Defendants next contend that the alleged extortionate acts upon which plaintiff predicates its RICO claims are preempted by the NLRA. The NLRA preempts state and federal court jurisdiction to remedy conduct arguably protected under § 7 or prohibited under § 8 of the Act. Amalgamated Ass'n of Street, Elec. Ry. & Motor Coach Emps. v. Lockridge, 403 U.S. 274, 276, 91 S.Ct. 1909, 29 L.Ed.2d 473 (1971) (citing San Diego Bldg. Trades Council v. Garmon, 359 U.S. 236, 79 S.Ct. 773, 3 L.Ed.2d 775 (1959) (" Garmon preemption" )). Garmon preemption does not apply where (1) Congress has carved out an exception to the National Labor Relations Board's (NLRB) jurisdiction; (2) the regulated activity touches interests " deeply rooted in local feeling and responsibility; " or (3) the activity regulated is " merely a peripheral concern" of labor laws. Vaca v. Sipes, 386 U.S. 171, 179-80, 87 S.Ct. 903, 17 L.Ed.2d 842 (1967). If Garmon preemption is implicated, the courts are completely deprived of the power to act unless the NLRB determines that the challenged conduct is neither protected nor prohibited by the NLRA. Sears, Roebuck & Co. v. San Diego County Dist. Council of Carpenters, 436 U.S. 180, 199 n.29, 98 S.Ct. 1745, 56 L.Ed.2d 209 (1978).

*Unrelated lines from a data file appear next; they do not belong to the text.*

//! Sustainability report: aggregates plus a 1-10 carbon intensity score
//! (lower is better) and templated advice built around the dominant category.

use chrono::{DateTime, Utc};
use serde::Serialize;

use crate::carbon::round2;
use crate::errors::AppError;
use crate::records::models::EmissionRecord;
use crate::reporting::aggregate::{
    category_breakdown, month_buckets, total_carbon, MonthBucket,
};

pub const REPORT_VERSION: &str = "1.0";
const DAYS_PER_MONTH: f64 = 30.0;
const MS_PER_DAY: i64 = 24 * 60 * 60 * 1000;

#[derive(Debug, Clone, Copy, PartialEq, Eq, Serialize)]
pub enum Rating {
    Excellent,
    Good,
    #[serde(rename = "Needs Improvement")]
    NeedsImprovement,
}

impl Rating {
    pub fn from_score(score: u8) -> Self {
        match score {
            0..=3 => Rating::Excellent,
            4..=6 => Rating::Good,
            _ => Rating::NeedsImprovement,
        }
    }

    pub fn as_str(&self) -> &'static str {
        match self {
            Rating::Excellent => "Excellent",
            Rating::Good => "Good",
            Rating::NeedsImprovement => "Needs Improvement",
        }
    }
}

/// Also used as the per-category impact level.
#[derive(Debug, Clone, Copy, PartialEq, Eq, Serialize)]
pub enum Level {
    High,
    Medium,
    Low,
}

impl Level {
    pub fn data_quality(record_count: usize) -> Self {
        match record_count {
            n if n >= 10 => Level::High,
            n if n >= 5 => Level::Medium,
            _ => Level::Low,
        }
    }

    pub fn impact(category_total: f64, grand_total: f64) -> Self {
        if category_total > grand_total * 0.3 {
            Level::High
        } else if category_total > grand_total * 0.15 {
            Level::Medium
        } else {
            Level::Low
        }
    }

    pub fn as_str(&self) -> &'static str {
        match self {
            Level::High => "High",
            Level::Medium => "Medium",
            Level::Low => "Low",
        }
    }
}

#[derive(Debug, Clone, Copy, PartialEq, Eq, Serialize)]
pub enum MonthTrend {
    #[serde(rename = "Above Average")]
    AboveAverage,
    #[serde(rename = "Below Average")]
    BelowAverage,
}

impl MonthTrend {
    pub fn as_str(&self) -> &'static str {
        match self {
            MonthTrend::AboveAverage => "Above Average",
            MonthTrend::BelowAverage => "Below Average",
        }
    }
}

#[derive(Debug, Clone, Serialize)]
#[serde(rename_all = "camelCase")]
pub struct SustainabilityReport {
    pub report_id: String,
    pub generated_at: DateTime<Utc>,
    pub period: ReportPeriod,
    pub executive_summary: ExecutiveSummary,
    pub key_findings: KeyFindings,
    pub recommendations: Vec<String>,
    pub detailed_analysis: DetailedAnalysis,
    pub action_plan: ActionPlan,
    pub methodology: Methodology,
}

#[derive(Debug, Clone, Serialize)]
pub struct ReportPeriod {
    pub start: DateTime<Utc>,
    pub end: DateTime<Utc>,
    pub days: i64,
}

#[derive(Debug, Clone, Serialize)]
#[serde(rename_all = "camelCase")]
pub struct ExecutiveSummary {
    pub total_carbon_footprint: f64,
    pub average_daily_emission: f64,
    /// kg CO₂e per record.
    pub carbon_intensity: f64,
    pub carbon_intensity_score: u8,
    pub data_quality: Level,
    pub overall_rating: Rating,
}

#[derive(Debug, Clone, Serialize)]
#[serde(rename_all = "camelCase")]
pub struct KeyFindings {
    pub primary_source: String,
    pub primary_contribution: i64,
    pub monthly_average: f64,
    pub trend: String,
    pub comparison: String,
}

#[derive(Debug, Clone, Serialize)]
#[serde(rename_all = "camelCase")]
pub struct DetailedAnalysis {
    pub category_breakdown: Vec<CategoryAnalysis>,
    pub monthly_trends: Vec<MonthAnalysis>,
}

#[derive(Debug, Clone, Serialize)]
pub struct CategoryAnalysis {
    pub category: String,
    pub total: f64,
    pub percentage: i64,
    pub impact: Level,
    pub suggestion: &'static str,
}

#[derive(Debug, Clone, Serialize)]
pub struct MonthAnalysis {
    pub month: String,
    pub total: f64,
    pub average: f64,
    pub records: usize,
    pub trend: MonthTrend,
}

#[derive(Debug, Clone, Serialize)]
#[serde(rename_all = "camelCase")]
pub struct ActionPlan {
    pub immediate_actions: Vec<String>,
    pub medium_term_goals: Vec<String>,
    pub long_term_vision: Vec<String>,
}

#[derive(Debug, Clone, Serialize)]
#[serde(rename_all = "camelCase")]
pub struct Methodology {
    pub calculation_standard: &'static str,
    pub emission_factors: &'static str,
    pub data_sources: &'static str,
    pub report_version: &'static str,
    pub last_updated: DateTime<Utc>,
}

pub fn category_suggestion(category: &str) -> &'static str {
    match category {
        "electricity" => "Switch to LED bulbs and use smart power strips",
        "transportation" => "Consider public transit or carpooling 2 days/week",
        "food" => "Incorporate 1-2 plant-based meals per week",
        "home" => "Improve insulation and use programmable thermostat",
        "waste" => "Increase recycling and composting efforts",
        _ => "Review consumption patterns and identify reduction opportunities",
    }
}

/// `clamp(round(total / records / 10), 1, 10)`.
pub fn intensity_score(total: f64, record_count: usize) -> u8 {
    if record_count == 0 {
        return 1;
    }
    (total / record_count as f64 / 10.0).round().clamp(1.0, 10.0) as u8
}

pub fn build_sustainability_report(
    records: &[EmissionRecord],
) -> Result<SustainabilityReport, AppError> {
    build_at(records, Utc::now())
}

pub fn build_at(
    records: &[EmissionRecord],
    now: DateTime<Utc>,
) -> Result<SustainabilityReport, AppError> {
    let (Some(start), Some(end)) = (
        records.iter().map(|r| r.created_at).min(),
        records.iter().map(|r| r.created_at).max(),
    ) else {
        return Err(AppError::Validation(
            "No data available for report generation".to_string(),
        ));
    };

    let total = total_carbon(records);
    let count = records.len();
    let breakdown = category_breakdown(records);
    let months = month_buckets(records);
    let monthly_average = total / months.len() as f64;
    let score = intensity_score(total, count);

    // breakdown is non-empty whenever records is.
    let (primary_source, primary_contribution) = breakdown
        .first()
        .map(|c| (c.category.clone(), c.percentage))
        .unwrap_or_default();

    let executive_summary = ExecutiveSummary {
        total_carbon_footprint: round2(total),
        average_daily_emission: round2(total / (months.len() as f64 * DAYS_PER_MONTH)),
        carbon_intensity: round2(total / count as f64),
        carbon_intensity_score: score,
        data_quality: Level::data_quality(count),
        overall_rating: Rating::from_score(score),
    };

    let key_findings = KeyFindings {
        primary_source: primary_source.clone(),
        primary_contribution,
        monthly_average: round2(monthly_average),
        trend: if months.len() >= 2 {
            "Analyzing"
        } else {
            "Insufficient data"
        }
        .to_string(),
        comparison: format!(
            "Your footprint is {} average for similar users",
            if score <= 5 { "below" } else { "above" }
        ),
    };

    let recommendations = vec![
        format!("Focus on reducing {primary_source} emissions ({primary_contribution}% of total)"),
        "Consider implementing energy-efficient practices".to_string(),
        "Explore carbon offset options for unavoidable emissions".to_string(),
        format!(
            "Track more consistently to {}",
            if count < 10 {
                "improve data quality"
            } else {
                "identify trends"
            }
        ),
    ];

    let detailed_analysis = DetailedAnalysis {
        category_breakdown: breakdown
            .iter()
            .map(|c| CategoryAnalysis {
                category: c.category.clone(),
                total: c.total,
                percentage: c.percentage,
                impact: Level::impact(c.raw_total, total),
                suggestion: category_suggestion(&c.category),
            })
            .collect(),
        monthly_trends: months
            .iter()
            .map(|m| month_analysis(m, monthly_average))
            .collect(),
    };

    let action_plan = ActionPlan {
        immediate_actions: vec![
            format!("Review {primary_source} consumption patterns"),
            "Set a 10% reduction target for next month".to_string(),
            "Document all major emission sources".to_string(),
        ],
        medium_term_goals: strings(&[
            "Implement at least 2 efficiency improvements",
            "Establish baseline for future comparisons",
            "Explore renewable energy options",
        ]),
        long_term_vision: strings(&[
            "Achieve carbon neutrality in key areas",
            "Develop comprehensive sustainability strategy",
            "Become a sustainability leader in your community",
        ]),
    };

    Ok(SustainabilityReport {
        report_id: format!("CR-{}", now.timestamp_millis()),
        generated_at: now,
        period: ReportPeriod {
            start,
            end,
            days: ceil_days((end - start).num_milliseconds()),
        },
        executive_summary,
        key_findings,
        recommendations,
        detailed_analysis,
        action_plan,
        methodology: Methodology {
            calculation_standard: "CarbonKind Enhanced Calculator",
            emission_factors: "Based on IPCC and EPA standards",
            data_sources: "User-provided documents and manual entries",
            report_version: REPORT_VERSION,
            last_updated: now,
        },
    })
}

fn month_analysis(bucket: &MonthBucket, monthly_average: f64) -> MonthAnalysis {
    MonthAnalysis {
        month: bucket.label("%B %Y"),
        total: round2(bucket.total),
        average: round2(bucket.total / bucket.count as f64),
        records: bucket.count,
        trend: if bucket.total > monthly_average {
            MonthTrend::AboveAverage
        } else {
            MonthTrend::BelowAverage
        },
    }
}

fn ceil_days(millis: i64) -> i64 {
    (millis + MS_PER_DAY - 1).div_euclid(MS_PER_DAY)
}

fn strings(items: &[&str]) -> Vec<String> {
    items.iter().map(|s| s.to_string()).collect()
}

#[cfg(test)]
mod tests {
    use super::*;
    use crate::reporting::fixtures::record_at;
    use chrono::TimeZone;

    fn at(y: i32, m: u32, d: u32, h: u32) -> DateTime<Utc> {
        Utc.with_ymd_and_hms(y, m, d, h, 0, 0).unwrap()
    }

    #[test]
    fn test_empty_records_is_an_error() {
        let err = build_sustainability_report(&[]).unwrap_err();
        assert!(matches!(err, AppError::Validation(m) if m.contains("No data available")));
    }

    #[test]
    fn test_intensity_score_and_rating_bands() {
        assert_eq!(intensity_score(0.0, 3), 1);
        assert_eq!(intensity_score(77.0, 1), 8);
        assert_eq!(intensity_score(5000.0, 1), 10);
        assert_eq!(intensity_score(35.0, 1), 4);
        assert_eq!(Rating::from_score(3), Rating::Excellent);
        assert_eq!(Rating::from_score(6), Rating::Good);
        assert_eq!(Rating::from_score(7), Rating::NeedsImprovement);
    }

    #[test]
    fn test_data_quality_and_impact() {
        assert_eq!(Level::data_quality(10), Level::High);
        assert_eq!(Level::data_quality(5), Level::Medium);
        assert_eq!(Level::data_quality(4), Level::Low);
        assert_eq!(Level::impact(31.0, 100.0), Level::High);
        assert_eq!(Level::impact(30.0, 100.0), Level::Medium);
        assert_eq!(Level::impact(15.0, 100.0), Level::Low);
    }

    #[test]
    fn test_single_month_report() {
        let now = at(2024, 3, 31, 0);
        let records = vec![
            record_at("electricity", 77.0, at(2024, 3, 10, 8)),
            record_at("food", 23.0, at(2024, 3, 12, 9)),
        ];
        let report = build_at(&records, now).unwrap();

        assert_eq!(report.report_id, format!("CR-{}", now.timestamp_millis()));
        assert_eq!(report.period.start, at(2024, 3, 10, 8));
        assert_eq!(report.period.end, at(2024, 3, 12, 9));
        // 2 days 1 hour rounds up.
        assert_eq!(report.period.days, 3);

        let summary = &report.executive_summary;
        assert_eq!(summary.total_carbon_footprint, 100.0);
        assert_eq!(summary.average_daily_emission, 3.33);
        assert_eq!(summary.carbon_intensity, 50.0);
        assert_eq!(summary.carbon_intensity_score, 5);
        assert_eq!(summary.overall_rating, Rating::Good);
        assert_eq!(summary.data_quality, Level::Low);

        let findings = &report.key_findings;
        assert_eq!(findings.primary_source, "electricity");
        assert_eq!(findings.primary_contribution, 77);
        assert_eq!(findings.monthly_average, 100.0);
        assert_eq!(findings.trend, "Insufficient data");
        assert!(findings.comparison.contains("below"));

        assert_eq!(report.recommendations.len(), 4);
        assert_eq!(
            report.recommendations[0],
            "Focus on reducing electricity emissions (77% of total)"
        );
        assert_eq!(
            report.action_plan.immediate_actions[0],
            "Review electricity consumption patterns"
        );

        let categories = &report.detailed_analysis.category_breakdown;
        assert_eq!(categories[0].impact, Level::High);
        assert_eq!(categories[1].impact, Level::Medium);
        assert_eq!(
            categories[1].suggestion,
            "Incorporate 1-2 plant-based meals per week"
        );

        let month = &report.detailed_analysis.monthly_trends[0];
        assert_eq!(month.month, "March 2024");
        assert_eq!(month.records, 2);
        assert_eq!(month.average, 50.0);
        assert_eq!(month.trend, MonthTrend::BelowAverage);
    }

    #[test]
    fn test_impact_uses_unrounded_category_totals() {
        let records = vec![
            record_at("electricity", 30.004, at(2024, 4, 1, 0)),
            record_at("food", 70.0, at(2024, 4, 2, 0)),
        ];
        let report = build_at(&records, at(2024, 4, 3, 0)).unwrap();
        let categories = &report.detailed_analysis.category_breakdown;
        assert_eq!(categories[1].category, "electricity");
        assert_eq!(categories[1].total, 30.0);
        assert_eq!(categories[1].impact, Level::High);
    }

    #[test]
    fn test_multi_month_trends() {
        let records = vec![
            record_at("transportation", 90.0, at(2024, 2, 1, 0)),
            record_at("transportation", 10.0, at(2024, 1, 1, 0)),
        ];
        let report = build_at(&records, at(2024, 2, 2, 0)).unwrap();
        assert_eq!(report.key_findings.trend, "Analyzing");
        assert_eq!(report.key_findings.monthly_average, 50.0);

        let trends = &report.detailed_analysis.monthly_trends;
        assert_eq!(trends[0].month, "January 2024");
        assert_eq!(trends[0].trend, MonthTrend::BelowAverage);
        assert_eq!(trends[1].trend, MonthTrend::AboveAverage);
        assert_eq!(report.period.days, 31);
    }

    #[test]
    fn test_report_serializes_camel_case_labels() {
        let records = vec![record_at("home", 500.0, at(2024, 5, 5, 5))];
        let value = serde_json::to_value(build_at(&records, at(2024, 5, 6, 0)).unwrap()).unwrap();
        assert_eq!(
            value["executiveSummary"]["overallRating"],
            "Needs Improvement"
        );
        assert_eq!(value["executiveSummary"]["dataQuality"], "Low");
        assert_eq!(
            value["detailedAnalysis"]["monthlyTrends"][0]["trend"],
            "Below Average"
        );
        assert_eq!(value["methodology"]["reportVersion"], "1.0");
        assert_eq!(value["period"]["days"], 0);
    }
}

As to the first exception to Garmon preemption, Congress has listed two labor-related statutes in its definition of " racketeering activity," pertaining to actions concerning restrictions on payments and loans to labor organizations or embezzlement from labor funds. 18 U.S.C. § 1961(1)(C) (citing 29 U.S.C. § 186 and § 501(c)). Plaintiff has not alleged violations under either of these statutes, so the first exception does not apply. The second exception for regulated activities involving a primarily local concern likewise does not apply, since the relationship of two federal laws, RICO and the NLRA, is at issue here, rather than a state and federal law. Tamburello v. Comm-Tract Corp., 67 F.3d 973, 977 (1st Cir. 1995); Teamsters Local 372, Detroit Mailers Union Local 2040 v. Detroit Newspapers, 956 F.Supp. 753, 759 (E.D. Mich. 1997).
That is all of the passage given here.